### [YOUR TASK]
Everything from the first line of the material below through the line containing "use crate::api::AppState;" is to be printed exactly, and nothing more.

### [EXCERPTED DATA]
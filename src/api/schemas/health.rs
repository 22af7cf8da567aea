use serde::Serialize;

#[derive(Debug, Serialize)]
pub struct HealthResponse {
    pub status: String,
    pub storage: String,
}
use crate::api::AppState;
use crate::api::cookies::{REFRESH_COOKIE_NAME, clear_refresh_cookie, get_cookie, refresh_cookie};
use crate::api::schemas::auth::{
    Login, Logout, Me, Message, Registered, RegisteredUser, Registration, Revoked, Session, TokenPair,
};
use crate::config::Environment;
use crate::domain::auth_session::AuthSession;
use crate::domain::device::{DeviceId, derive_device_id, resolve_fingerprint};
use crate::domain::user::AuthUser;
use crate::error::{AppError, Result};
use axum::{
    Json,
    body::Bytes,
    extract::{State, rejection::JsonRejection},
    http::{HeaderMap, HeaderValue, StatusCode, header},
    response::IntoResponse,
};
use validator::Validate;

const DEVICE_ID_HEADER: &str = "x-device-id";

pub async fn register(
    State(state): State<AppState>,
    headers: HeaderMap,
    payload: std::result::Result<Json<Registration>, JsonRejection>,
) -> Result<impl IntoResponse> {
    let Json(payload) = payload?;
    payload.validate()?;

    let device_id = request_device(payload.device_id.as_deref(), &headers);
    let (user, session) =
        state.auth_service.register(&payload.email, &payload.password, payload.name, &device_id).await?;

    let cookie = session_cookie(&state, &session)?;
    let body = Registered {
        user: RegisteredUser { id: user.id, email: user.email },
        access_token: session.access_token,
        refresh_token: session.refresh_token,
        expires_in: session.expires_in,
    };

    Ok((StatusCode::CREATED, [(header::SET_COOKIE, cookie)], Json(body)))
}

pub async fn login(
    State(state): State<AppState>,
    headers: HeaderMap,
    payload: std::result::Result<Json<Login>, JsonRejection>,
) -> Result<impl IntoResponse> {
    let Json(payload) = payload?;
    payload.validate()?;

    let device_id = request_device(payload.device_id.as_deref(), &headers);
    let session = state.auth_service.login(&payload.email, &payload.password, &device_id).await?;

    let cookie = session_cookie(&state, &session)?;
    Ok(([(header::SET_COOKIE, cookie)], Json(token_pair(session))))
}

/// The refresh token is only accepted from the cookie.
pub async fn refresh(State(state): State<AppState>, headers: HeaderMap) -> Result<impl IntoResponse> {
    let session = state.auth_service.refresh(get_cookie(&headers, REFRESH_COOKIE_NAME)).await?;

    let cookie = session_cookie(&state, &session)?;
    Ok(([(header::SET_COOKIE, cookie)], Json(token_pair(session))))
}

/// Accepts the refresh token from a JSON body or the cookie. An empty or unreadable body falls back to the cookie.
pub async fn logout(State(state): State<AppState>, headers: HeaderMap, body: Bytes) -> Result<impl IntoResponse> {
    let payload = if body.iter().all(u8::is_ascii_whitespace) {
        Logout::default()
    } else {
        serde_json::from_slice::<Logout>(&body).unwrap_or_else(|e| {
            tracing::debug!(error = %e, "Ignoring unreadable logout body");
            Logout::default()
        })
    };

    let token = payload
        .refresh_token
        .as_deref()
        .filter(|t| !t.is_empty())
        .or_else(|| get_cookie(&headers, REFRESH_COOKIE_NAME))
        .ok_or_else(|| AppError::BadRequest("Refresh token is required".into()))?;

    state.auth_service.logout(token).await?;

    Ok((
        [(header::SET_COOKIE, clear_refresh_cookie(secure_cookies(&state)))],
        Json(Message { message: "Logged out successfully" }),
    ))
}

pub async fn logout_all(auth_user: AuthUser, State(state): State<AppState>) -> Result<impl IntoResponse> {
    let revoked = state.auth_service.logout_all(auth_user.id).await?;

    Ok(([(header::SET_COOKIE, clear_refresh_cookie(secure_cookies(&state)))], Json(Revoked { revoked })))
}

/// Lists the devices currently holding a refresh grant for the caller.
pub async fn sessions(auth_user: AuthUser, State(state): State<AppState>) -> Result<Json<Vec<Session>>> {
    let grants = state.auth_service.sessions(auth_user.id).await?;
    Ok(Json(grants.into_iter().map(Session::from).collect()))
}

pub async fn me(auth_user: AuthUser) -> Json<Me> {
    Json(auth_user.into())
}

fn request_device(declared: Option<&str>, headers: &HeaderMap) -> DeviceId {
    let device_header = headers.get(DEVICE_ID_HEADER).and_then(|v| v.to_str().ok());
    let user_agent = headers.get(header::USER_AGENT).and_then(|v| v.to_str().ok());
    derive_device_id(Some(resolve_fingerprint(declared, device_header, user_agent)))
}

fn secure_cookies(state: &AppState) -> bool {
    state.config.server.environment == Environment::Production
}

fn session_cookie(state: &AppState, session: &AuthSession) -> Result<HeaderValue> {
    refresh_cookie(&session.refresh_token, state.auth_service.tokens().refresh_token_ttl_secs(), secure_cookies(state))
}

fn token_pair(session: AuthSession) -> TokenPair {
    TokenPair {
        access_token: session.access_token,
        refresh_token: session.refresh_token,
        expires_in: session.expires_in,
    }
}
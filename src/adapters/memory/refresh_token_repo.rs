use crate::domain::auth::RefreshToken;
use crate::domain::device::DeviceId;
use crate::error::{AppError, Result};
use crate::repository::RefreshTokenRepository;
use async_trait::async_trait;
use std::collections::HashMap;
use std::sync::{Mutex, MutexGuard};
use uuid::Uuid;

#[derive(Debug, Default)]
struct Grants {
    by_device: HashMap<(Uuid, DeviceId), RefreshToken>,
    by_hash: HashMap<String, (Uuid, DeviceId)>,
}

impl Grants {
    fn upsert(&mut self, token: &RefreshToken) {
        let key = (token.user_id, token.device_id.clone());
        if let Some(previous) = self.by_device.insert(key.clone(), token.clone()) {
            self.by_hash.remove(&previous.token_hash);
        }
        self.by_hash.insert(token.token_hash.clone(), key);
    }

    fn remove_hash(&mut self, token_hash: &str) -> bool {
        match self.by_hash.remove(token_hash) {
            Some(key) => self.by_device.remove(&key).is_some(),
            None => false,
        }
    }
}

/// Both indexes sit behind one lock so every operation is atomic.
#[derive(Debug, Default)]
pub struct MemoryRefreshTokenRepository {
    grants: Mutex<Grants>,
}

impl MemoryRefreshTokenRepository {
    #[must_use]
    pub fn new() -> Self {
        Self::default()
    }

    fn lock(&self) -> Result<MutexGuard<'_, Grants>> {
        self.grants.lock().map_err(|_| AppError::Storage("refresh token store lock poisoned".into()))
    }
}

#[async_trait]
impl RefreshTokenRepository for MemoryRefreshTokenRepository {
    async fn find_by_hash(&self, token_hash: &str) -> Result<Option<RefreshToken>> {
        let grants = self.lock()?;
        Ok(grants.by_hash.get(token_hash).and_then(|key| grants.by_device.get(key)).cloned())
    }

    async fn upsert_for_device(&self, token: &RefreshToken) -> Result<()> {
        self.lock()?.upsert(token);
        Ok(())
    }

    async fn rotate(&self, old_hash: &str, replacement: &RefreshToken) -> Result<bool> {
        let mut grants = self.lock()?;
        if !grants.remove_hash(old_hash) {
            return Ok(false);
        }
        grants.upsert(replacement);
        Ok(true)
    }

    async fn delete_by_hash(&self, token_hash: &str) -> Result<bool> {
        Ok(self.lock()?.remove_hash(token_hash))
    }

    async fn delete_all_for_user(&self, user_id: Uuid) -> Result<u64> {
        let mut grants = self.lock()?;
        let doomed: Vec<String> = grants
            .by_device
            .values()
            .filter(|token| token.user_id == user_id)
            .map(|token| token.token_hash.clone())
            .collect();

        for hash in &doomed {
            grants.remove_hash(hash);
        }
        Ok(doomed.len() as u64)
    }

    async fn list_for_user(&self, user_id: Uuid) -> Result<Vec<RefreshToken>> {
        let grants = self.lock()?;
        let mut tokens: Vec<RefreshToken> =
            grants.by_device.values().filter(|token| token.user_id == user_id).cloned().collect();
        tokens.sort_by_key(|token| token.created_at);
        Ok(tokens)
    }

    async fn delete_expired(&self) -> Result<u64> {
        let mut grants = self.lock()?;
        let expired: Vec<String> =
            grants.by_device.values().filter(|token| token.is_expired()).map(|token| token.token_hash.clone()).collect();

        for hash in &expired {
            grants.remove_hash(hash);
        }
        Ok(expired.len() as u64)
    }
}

### [THE COMPLETED TASK]
filename src/api/schemas/health.rs
repository 22af7cf8da567aea
use serde::Serialize;

#[derive(Debug, Serialize)]
pub struct HealthResponse {
    pub status: String,
    pub storage: String,
}
use crate::api::AppState;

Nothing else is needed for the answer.